Our connection to others – partners, family members, friends – is also essential to our survival. In fact, research has documented time and time again that people who are isolated from others are at greater risk of disease and death.


So, why then, do we cling to the ideal of rugged individualism? In relationships, the myth of rugged individualism serves mainly one group of people – straight white men.


I count myself in this group. As a straight white man, I’ve benefited personally and professionally from the ideas that I can pull myself up by my bootstraps. My successes are often attributed to my own abilities in ways that are not afforded to my female, queer and colleagues of color.


But all my successes have been made possible by the infrastructure I had in my communities, by mentors who took time to support me, by family members who love me and by a spouse who supports me.


And while the myth of rugged individualism often benefits straight white men, it also isolates them. If you are led to believe that you must do it on your own, you are less likely to reach out when you are struggling.


Feeling isolated while occupying a place of privilege is toxic.

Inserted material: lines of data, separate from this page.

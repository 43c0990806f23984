pub mod config;
pub mod prelude;
pub mod state;
pub mod ui;

pub use config::{Cli, Config};
pub use state::{Action, AppState, Direction};
use crate::ui::theme::Theme;
use hangman::{key_state, Game, KeyState, KEY_ROWS};
use ratatui::{
    buffer::Buffer,
    layout::{Alignment, Rect},
    style::{Modifier, Style},
    widgets::{Block, Borders, Paragraph, Widget},
};

pub const KEY_HEIGHT: u16 = 3;

/// Key width and gap, roomiest first. The first that fits the widest row
/// wins; the last one is used (and clipped) when nothing fits.
const KEY_SIZES: [(u16, u16); 4] = [(5, 1), (5, 0), (4, 0), (3, 0)];

/// On-screen keyboard in three QWERTY rows.
pub struct KeyboardWidget<'a> {
    pub game: &'a Game,
    pub cursor: (usize, usize),
    pub theme: &'a Theme,
}

impl KeyboardWidget<'_> {
    /// Rows needed to draw every key.
    pub fn height() -> u16 {
        KEY_ROWS.len() as u16 * KEY_HEIGHT
    }

    /// Key width and gap for an area `width` columns wide.
    pub fn key_size(width: u16) -> (u16, u16) {
        let widest = KEY_ROWS.iter().map(|keys| keys.len()).max().unwrap_or(0) as u16;
        KEY_SIZES
            .into_iter()
            .find(|(key, gap)| widest * key + widest.saturating_sub(1) * gap <= width)
            .unwrap_or(KEY_SIZES[KEY_SIZES.len() - 1])
    }

    /// Where each key lands inside `area`. Rows are centered independently,
    /// which gives the staggered look of a physical keyboard. Keys shrink to
    /// fit narrow areas; below the smallest size they are clipped or left
    /// out.
    pub fn key_areas(area: Rect) -> Vec<(char, Rect)> {
        let (key_width, key_gap) = Self::key_size(area.width);
        let mut areas = Vec::new();

        for (row, keys) in KEY_ROWS.iter().enumerate() {
            let y = area.y + row as u16 * KEY_HEIGHT;
            if y >= area.bottom() {
                break;
            }

            let count = keys.len() as u16;
            let row_width = count * key_width + (count - 1) * key_gap;
            let x0 = area.x + area.width.saturating_sub(row_width) / 2;

            for (col, letter) in keys.chars().enumerate() {
                let x = x0 + col as u16 * (key_width + key_gap);
                let key = Rect::new(x, y, key_width, KEY_HEIGHT).intersection(area);
                if !key.is_empty() {
                    areas.push((letter, key));
                }
            }
        }

        areas
    }
}

impl Widget for KeyboardWidget<'_> {
    fn render(self, area: Rect, buf: &mut Buffer) {
        let (cursor_row, cursor_col) = self.cursor;
        let cursor_letter = KEY_ROWS
            .get(cursor_row)
            .and_then(|keys| keys.chars().nth(cursor_col));

        for (letter, key_area) in Self::key_areas(area) {
            let state = key_state(self.game, letter);
            let (text_style, border_style) = match state {
                KeyState::Available => (
                    Style::default().fg(self.theme.text_primary),
                    Style::default().fg(self.theme.key_border),
                ),
                KeyState::Correct => (
                    Style::default()
                        .fg(self.theme.positive)
                        .add_modifier(Modifier::BOLD),
                    Style::default().fg(self.theme.positive),
                ),
                KeyState::Incorrect => (
                    Style::default()
                        .fg(self.theme.negative)
                        .add_modifier(Modifier::CROSSED_OUT),
                    Style::default().fg(self.theme.muted),
                ),
            };

            let mut block = Block::default()
                .borders(Borders::ALL)
                .border_style(border_style);
            if cursor_letter == Some(letter) {
                block = block
                    .border_style(
                        Style::default()
                            .fg(self.theme.key_cursor)
                            .add_modifier(Modifier::BOLD),
                    )
                    .style(Style::default().bg(self.theme.key_cursor_bg));
            }

            Paragraph::new(letter.to_string())
                .style(text_style)
                .alignment(Alignment::Center)
                .block(block)
                .render(key_area, buf);
        }
    }
}
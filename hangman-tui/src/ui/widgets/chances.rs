use crate::ui::theme::Theme;
use hangman::{chance_markers, ChanceMarker, Game, MAX_CHANCES};
use ratatui::{
    buffer::Buffer,
    layout::{Alignment, Rect},
    style::{Modifier, Style},
    text::{Line, Span},
    widgets::{Block, Borders, Paragraph, Widget},
};

/// Row of markers, one per allowed miss, followed by the letters missed so far.
pub struct ChancesWidget<'a> {
    pub game: &'a Game,
    pub theme: &'a Theme,
}

impl Widget for ChancesWidget<'_> {
    fn render(self, area: Rect, buf: &mut Buffer) {
        let block = Block::default()
            .title(format!(" Chances {}/{} ", self.game.chances(), MAX_CHANCES))
            .borders(Borders::ALL)
            .border_style(Style::default().fg(self.theme.panel_border));

        let inner = block.inner(area);
        block.render(area, buf);

        let mut spans: Vec<Span> = chance_markers(self.game.chances())
            .into_iter()
            .map(|marker| match marker {
                ChanceMarker::Remaining => {
                    Span::styled("● ", Style::default().fg(self.theme.positive))
                }
                ChanceMarker::Used => Span::styled("○ ", Style::default().fg(self.theme.negative)),
            })
            .collect();

        let misses: String = self.game.misses().map(|c| format!("{} ", c)).collect();
        if !misses.is_empty() {
            spans.push(Span::raw("  "));
            spans.push(Span::styled(
                misses,
                Style::default()
                    .fg(self.theme.negative)
                    .add_modifier(Modifier::CROSSED_OUT),
            ));
        }

        Paragraph::new(Line::from(spans))
            .alignment(Alignment::Center)
            .render(inner, buf);
    }
}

It damages relationships and communities. When those in power are struggling and feeling isolated, they often blame others. They tend to push away family, demonize groups of people that are different from them, or, in some instances, become angry and violent. Instead of seeking help, they inflict their pain on those with less power and privilege.


There are many reasons why marriages fall apart or people are emotionally cut off from family. But in my work as a therapist, I often see straight white men use their pain to push away, blame or hurt others.


They often justify these actions by clinging to the idea that they don’t need anyone – but they desperately fear being alone. They often can list off the things that those around them need to change – but are terrified to look at their own actions. They often feel entitled to what they have – but don’t see how others made it possible.



It doesn’t have to be this way. In fact, when we engage in the hard work of forming connections, taking responsibility and using privilege to lift others, we don’t lose our individuality – we gain more. If we really want the freedom that rugged individualism supposedly offers, we need to abandon this myth. Real individualism comes when we create relationships and communities that love and support each other. When we feel connected, when we are seen and valued for who we really are, we are able to be ourselves and explore the world around us.